Among the entries that follow, how many lines contain the string "AppConfig"? Write the number alone.

+ + + +

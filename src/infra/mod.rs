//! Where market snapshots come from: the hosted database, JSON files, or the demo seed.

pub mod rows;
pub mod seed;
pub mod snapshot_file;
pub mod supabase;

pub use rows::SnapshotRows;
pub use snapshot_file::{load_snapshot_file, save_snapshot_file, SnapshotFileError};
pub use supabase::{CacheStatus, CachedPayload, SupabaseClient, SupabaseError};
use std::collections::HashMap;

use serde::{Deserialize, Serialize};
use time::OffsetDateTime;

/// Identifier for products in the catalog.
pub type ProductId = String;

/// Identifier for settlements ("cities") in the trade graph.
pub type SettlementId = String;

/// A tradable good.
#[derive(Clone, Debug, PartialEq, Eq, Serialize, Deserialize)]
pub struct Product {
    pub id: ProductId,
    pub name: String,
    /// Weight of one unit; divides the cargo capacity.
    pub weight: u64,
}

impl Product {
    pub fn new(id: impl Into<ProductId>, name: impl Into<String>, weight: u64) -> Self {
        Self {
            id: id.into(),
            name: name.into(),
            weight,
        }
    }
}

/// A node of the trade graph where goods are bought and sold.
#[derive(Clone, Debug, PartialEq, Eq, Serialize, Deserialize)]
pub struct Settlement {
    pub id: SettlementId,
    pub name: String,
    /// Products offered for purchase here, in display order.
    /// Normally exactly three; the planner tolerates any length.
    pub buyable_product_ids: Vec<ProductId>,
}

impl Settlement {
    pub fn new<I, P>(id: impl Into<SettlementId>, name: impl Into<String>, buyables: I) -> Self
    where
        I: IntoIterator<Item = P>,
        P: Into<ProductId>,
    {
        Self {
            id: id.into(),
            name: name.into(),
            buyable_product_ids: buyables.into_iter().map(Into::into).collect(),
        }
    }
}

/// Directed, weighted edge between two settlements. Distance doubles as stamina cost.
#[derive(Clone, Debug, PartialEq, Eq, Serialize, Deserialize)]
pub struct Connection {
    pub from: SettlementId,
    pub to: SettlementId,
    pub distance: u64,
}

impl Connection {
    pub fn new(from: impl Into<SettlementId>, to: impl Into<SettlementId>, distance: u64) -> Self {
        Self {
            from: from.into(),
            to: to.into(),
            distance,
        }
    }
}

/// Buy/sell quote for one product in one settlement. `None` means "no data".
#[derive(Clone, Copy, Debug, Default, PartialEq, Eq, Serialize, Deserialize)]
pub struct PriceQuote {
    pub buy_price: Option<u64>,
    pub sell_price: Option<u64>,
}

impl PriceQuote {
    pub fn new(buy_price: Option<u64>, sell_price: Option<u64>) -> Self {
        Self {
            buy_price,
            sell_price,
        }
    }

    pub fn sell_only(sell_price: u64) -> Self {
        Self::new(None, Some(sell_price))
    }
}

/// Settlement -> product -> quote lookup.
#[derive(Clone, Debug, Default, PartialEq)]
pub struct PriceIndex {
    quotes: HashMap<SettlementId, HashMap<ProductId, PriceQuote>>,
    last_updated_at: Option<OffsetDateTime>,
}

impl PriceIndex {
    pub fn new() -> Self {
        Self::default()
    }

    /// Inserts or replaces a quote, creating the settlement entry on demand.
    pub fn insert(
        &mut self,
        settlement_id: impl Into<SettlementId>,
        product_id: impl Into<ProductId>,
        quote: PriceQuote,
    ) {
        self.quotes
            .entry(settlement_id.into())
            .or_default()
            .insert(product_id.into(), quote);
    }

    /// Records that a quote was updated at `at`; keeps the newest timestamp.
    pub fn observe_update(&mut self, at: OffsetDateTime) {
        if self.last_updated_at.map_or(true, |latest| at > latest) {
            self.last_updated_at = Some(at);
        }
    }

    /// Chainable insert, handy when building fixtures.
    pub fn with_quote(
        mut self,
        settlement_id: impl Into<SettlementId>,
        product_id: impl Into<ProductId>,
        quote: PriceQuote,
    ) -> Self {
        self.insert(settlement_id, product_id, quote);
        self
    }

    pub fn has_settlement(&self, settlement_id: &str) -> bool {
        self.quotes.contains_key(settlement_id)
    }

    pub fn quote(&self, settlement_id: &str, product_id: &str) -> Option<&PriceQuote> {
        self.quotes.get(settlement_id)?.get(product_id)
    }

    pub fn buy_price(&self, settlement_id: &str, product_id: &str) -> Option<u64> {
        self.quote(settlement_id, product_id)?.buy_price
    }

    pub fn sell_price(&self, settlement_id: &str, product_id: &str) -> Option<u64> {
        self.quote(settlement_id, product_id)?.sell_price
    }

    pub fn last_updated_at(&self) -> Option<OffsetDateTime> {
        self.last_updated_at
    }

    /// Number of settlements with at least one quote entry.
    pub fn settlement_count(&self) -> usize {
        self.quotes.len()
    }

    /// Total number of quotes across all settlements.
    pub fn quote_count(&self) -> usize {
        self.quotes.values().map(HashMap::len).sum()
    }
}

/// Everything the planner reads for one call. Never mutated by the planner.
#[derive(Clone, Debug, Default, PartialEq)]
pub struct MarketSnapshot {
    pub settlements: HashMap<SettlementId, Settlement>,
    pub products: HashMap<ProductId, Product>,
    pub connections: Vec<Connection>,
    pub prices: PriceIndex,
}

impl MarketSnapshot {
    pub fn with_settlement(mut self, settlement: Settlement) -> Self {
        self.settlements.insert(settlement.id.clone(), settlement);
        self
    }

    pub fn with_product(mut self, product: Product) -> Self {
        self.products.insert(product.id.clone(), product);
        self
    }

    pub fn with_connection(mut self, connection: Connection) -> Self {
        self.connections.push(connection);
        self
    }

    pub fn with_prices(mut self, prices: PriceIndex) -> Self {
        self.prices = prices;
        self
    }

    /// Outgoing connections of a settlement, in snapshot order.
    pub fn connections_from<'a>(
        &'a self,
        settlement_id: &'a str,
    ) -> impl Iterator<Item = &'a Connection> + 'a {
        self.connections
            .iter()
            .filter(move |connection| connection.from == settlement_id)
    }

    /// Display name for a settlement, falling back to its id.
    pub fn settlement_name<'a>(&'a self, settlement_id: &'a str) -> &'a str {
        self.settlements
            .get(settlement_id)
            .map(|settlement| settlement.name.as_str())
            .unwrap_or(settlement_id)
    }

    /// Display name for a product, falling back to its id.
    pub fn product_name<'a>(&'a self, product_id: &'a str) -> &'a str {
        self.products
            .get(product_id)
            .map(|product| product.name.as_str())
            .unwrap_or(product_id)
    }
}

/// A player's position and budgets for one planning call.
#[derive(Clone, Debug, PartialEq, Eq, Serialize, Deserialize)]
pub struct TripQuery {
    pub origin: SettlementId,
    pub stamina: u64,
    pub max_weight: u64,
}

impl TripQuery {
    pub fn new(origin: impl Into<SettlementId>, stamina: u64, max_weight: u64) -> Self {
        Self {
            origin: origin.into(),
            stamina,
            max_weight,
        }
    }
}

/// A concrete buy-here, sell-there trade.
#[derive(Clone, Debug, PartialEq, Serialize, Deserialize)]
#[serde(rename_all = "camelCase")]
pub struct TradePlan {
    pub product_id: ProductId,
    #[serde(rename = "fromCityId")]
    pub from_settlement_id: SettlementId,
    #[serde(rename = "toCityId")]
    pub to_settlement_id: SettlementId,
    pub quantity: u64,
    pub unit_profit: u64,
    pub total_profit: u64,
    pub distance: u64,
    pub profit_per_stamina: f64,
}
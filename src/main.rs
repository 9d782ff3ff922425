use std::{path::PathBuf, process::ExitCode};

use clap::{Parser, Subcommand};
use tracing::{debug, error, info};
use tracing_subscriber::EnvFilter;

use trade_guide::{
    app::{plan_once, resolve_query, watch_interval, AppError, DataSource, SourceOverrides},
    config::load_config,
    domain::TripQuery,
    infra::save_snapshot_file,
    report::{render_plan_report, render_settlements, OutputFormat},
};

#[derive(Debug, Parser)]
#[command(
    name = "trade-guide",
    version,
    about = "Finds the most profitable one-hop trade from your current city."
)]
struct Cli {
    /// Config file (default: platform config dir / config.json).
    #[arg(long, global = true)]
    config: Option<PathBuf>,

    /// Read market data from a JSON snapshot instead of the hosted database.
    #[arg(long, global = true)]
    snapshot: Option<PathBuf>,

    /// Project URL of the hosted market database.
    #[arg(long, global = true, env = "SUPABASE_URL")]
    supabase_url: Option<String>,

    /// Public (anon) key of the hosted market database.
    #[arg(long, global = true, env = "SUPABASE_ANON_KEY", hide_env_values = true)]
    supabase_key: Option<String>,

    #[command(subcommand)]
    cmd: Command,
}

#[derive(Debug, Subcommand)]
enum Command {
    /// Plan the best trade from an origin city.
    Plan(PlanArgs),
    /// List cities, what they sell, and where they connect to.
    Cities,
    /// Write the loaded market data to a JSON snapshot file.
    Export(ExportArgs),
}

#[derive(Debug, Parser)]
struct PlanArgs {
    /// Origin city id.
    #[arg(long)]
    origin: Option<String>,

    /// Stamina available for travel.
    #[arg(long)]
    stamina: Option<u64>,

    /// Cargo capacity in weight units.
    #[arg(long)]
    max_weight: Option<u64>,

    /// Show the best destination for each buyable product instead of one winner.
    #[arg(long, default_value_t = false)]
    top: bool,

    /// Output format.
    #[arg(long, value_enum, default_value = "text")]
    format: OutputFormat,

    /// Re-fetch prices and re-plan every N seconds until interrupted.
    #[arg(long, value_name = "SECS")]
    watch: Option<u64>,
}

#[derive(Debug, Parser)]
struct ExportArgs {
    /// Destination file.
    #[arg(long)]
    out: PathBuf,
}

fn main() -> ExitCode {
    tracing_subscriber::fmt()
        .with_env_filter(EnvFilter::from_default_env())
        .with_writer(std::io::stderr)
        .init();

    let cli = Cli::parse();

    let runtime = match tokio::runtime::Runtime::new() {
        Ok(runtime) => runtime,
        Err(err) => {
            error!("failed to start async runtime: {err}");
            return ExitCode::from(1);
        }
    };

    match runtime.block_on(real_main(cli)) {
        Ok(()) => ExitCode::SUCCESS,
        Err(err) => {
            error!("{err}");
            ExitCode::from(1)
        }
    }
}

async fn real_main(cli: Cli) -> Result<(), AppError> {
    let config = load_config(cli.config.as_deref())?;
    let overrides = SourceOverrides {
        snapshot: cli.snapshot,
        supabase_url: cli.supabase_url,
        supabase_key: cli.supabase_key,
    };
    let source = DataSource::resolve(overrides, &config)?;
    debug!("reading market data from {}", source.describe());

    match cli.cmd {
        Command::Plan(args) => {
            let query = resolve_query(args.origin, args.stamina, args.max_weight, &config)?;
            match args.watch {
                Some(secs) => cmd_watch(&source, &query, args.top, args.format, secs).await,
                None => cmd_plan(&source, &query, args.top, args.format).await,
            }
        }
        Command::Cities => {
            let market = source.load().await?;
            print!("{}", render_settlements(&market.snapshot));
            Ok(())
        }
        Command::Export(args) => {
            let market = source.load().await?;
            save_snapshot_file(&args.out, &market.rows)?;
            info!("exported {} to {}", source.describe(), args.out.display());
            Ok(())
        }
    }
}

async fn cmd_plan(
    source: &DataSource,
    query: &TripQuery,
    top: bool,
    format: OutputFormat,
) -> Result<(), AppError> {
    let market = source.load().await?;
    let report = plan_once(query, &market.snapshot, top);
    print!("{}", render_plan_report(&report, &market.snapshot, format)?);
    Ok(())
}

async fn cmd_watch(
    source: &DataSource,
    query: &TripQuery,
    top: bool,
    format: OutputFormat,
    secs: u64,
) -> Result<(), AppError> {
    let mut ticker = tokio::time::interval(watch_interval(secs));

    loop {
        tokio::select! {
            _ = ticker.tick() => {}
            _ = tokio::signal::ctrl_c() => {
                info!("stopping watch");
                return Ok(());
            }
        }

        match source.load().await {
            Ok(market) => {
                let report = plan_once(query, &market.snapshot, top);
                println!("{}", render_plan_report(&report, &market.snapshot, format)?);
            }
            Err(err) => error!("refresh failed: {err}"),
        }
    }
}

+ + + +

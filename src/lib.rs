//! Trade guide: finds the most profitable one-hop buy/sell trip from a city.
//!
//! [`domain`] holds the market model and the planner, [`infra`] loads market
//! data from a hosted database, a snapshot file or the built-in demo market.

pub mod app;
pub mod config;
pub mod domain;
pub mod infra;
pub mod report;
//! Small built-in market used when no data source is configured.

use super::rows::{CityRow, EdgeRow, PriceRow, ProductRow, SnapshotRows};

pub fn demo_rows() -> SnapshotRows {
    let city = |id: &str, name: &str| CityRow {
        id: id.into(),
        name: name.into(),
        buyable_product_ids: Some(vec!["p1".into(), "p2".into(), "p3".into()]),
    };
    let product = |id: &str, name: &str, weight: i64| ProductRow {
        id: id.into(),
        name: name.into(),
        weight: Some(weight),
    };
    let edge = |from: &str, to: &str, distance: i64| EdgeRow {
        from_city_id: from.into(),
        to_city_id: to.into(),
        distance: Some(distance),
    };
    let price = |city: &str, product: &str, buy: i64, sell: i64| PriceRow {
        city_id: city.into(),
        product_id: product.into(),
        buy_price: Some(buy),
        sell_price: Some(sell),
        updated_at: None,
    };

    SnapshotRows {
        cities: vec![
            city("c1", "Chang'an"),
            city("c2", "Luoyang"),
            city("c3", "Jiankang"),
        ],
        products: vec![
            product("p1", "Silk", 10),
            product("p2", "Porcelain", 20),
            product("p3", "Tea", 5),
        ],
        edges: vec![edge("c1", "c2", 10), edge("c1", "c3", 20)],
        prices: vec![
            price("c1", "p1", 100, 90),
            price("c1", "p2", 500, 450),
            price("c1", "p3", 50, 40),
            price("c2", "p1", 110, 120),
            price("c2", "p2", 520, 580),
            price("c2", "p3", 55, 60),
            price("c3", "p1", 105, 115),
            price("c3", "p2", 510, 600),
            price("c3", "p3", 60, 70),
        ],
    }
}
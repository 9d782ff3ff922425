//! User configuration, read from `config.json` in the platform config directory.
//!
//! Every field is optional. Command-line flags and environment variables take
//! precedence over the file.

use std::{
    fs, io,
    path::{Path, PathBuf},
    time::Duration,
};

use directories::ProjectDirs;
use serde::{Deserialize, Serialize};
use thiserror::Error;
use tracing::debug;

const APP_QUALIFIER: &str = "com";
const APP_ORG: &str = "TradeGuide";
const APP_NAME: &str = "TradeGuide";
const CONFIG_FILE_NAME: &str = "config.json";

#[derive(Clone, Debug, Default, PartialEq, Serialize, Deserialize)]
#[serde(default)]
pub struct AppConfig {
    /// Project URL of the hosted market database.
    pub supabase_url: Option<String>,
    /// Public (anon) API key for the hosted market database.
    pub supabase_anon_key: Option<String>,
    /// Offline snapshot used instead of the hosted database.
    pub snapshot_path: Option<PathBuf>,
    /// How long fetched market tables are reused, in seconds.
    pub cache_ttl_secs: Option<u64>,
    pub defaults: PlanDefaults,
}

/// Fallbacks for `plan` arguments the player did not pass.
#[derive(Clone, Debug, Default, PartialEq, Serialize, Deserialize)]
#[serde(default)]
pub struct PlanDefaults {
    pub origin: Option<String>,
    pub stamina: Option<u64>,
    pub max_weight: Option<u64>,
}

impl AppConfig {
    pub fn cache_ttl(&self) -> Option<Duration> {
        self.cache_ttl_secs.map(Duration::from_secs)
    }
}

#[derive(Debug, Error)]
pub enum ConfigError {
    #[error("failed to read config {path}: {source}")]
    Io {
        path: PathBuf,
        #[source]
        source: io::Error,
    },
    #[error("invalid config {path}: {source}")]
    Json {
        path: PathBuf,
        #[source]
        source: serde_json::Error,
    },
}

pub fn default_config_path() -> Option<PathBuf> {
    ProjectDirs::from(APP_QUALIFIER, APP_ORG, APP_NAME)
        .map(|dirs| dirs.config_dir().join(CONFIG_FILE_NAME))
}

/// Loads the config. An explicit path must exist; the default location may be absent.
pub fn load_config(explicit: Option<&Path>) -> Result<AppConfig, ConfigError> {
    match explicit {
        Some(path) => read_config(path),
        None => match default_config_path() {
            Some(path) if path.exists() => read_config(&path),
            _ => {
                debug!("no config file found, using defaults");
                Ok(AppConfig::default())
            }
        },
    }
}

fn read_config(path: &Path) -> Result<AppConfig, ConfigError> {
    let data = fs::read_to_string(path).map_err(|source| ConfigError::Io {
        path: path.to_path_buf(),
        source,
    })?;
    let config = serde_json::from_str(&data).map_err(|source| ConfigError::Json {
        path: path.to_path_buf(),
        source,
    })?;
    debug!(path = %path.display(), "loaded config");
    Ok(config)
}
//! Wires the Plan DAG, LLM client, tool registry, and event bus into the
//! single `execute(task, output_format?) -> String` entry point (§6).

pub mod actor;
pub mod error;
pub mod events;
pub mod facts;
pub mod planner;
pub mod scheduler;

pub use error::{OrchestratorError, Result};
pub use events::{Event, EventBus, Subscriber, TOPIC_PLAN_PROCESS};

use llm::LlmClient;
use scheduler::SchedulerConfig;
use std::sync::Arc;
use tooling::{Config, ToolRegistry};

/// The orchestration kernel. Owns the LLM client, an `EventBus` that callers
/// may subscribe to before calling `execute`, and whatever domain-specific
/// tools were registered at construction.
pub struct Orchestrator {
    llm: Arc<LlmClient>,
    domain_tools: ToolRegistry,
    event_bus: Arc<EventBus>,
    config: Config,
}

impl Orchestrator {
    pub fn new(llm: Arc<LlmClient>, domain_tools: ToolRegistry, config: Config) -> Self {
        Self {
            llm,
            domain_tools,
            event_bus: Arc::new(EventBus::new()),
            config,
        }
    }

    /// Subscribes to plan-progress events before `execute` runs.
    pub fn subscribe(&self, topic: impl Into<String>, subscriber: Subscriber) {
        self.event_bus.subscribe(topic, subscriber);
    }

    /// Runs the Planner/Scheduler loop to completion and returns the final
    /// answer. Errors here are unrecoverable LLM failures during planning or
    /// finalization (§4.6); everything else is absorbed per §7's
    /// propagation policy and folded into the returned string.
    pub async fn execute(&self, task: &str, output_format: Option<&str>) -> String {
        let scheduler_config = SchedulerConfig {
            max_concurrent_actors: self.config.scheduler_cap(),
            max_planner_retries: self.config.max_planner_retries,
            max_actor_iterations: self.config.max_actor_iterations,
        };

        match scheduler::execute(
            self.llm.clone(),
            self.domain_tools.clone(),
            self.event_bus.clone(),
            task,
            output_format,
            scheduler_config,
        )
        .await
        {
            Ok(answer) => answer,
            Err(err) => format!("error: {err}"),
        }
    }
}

+ + + +

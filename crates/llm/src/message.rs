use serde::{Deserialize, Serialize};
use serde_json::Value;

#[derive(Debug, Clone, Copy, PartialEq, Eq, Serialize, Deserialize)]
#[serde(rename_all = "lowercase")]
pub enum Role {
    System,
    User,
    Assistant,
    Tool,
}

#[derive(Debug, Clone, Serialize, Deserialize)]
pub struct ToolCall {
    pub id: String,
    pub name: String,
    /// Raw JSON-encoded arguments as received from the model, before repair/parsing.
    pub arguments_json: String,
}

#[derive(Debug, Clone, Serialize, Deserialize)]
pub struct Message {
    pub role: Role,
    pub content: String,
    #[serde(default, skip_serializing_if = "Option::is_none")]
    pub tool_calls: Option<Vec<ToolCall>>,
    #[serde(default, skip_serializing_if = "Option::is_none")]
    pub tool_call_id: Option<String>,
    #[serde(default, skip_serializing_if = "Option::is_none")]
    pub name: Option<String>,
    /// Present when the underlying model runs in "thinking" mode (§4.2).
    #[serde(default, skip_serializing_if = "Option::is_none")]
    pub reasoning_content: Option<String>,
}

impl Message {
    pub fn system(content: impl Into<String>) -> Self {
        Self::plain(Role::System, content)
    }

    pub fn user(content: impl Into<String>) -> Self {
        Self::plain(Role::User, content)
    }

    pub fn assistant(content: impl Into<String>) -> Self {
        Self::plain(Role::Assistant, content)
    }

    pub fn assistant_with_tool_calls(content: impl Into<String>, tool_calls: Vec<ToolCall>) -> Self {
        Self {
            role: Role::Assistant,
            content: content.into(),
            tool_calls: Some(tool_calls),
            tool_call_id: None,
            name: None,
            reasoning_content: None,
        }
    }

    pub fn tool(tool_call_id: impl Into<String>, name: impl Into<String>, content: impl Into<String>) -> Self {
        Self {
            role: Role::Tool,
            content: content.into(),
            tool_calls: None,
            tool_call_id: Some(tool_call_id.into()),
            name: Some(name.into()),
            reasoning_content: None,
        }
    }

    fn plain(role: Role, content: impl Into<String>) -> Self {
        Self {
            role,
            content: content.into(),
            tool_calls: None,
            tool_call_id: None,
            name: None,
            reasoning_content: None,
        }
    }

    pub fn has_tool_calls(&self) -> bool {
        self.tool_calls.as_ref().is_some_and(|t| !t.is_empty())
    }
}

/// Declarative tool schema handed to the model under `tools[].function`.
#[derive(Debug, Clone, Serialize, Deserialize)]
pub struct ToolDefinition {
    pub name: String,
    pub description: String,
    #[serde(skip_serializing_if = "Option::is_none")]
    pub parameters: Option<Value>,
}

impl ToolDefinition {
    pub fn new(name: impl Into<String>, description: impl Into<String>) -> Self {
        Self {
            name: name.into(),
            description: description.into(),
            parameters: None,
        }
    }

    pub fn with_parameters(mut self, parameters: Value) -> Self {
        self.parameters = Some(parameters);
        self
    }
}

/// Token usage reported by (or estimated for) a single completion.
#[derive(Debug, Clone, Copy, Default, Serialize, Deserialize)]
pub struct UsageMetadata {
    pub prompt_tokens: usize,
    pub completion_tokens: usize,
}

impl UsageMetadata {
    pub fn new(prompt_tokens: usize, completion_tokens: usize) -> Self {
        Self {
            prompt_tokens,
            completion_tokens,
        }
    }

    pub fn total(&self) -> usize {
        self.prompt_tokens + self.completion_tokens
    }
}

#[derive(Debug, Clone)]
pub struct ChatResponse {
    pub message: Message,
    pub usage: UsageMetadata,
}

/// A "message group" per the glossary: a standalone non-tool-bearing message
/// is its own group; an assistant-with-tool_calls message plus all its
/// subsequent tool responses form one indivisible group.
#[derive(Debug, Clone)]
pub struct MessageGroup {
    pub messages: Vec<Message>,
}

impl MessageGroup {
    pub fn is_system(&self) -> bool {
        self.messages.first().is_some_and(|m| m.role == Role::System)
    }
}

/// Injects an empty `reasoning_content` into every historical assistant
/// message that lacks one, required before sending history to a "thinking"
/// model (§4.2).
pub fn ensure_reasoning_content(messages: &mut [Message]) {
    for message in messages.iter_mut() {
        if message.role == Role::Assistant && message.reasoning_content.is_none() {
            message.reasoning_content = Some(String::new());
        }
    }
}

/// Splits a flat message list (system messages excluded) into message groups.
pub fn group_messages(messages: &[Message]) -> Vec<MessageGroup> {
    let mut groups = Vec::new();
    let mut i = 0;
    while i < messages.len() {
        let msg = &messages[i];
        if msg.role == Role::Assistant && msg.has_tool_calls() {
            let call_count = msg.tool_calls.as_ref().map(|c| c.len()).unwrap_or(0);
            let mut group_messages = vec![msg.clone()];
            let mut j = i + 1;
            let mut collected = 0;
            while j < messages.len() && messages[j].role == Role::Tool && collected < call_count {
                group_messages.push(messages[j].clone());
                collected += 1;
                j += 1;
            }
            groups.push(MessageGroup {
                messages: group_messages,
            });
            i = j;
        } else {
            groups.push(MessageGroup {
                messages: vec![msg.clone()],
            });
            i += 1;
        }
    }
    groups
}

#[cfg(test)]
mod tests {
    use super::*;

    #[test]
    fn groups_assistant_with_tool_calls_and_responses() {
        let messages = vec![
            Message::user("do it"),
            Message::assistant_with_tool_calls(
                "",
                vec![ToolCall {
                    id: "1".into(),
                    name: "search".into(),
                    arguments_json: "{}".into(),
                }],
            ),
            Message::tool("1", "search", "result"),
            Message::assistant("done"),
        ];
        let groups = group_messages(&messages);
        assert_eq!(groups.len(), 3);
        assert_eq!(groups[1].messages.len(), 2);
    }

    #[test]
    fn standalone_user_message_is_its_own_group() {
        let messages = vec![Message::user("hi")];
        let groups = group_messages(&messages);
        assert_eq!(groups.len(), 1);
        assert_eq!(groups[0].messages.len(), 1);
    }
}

+ + + +

Exercise answer> 5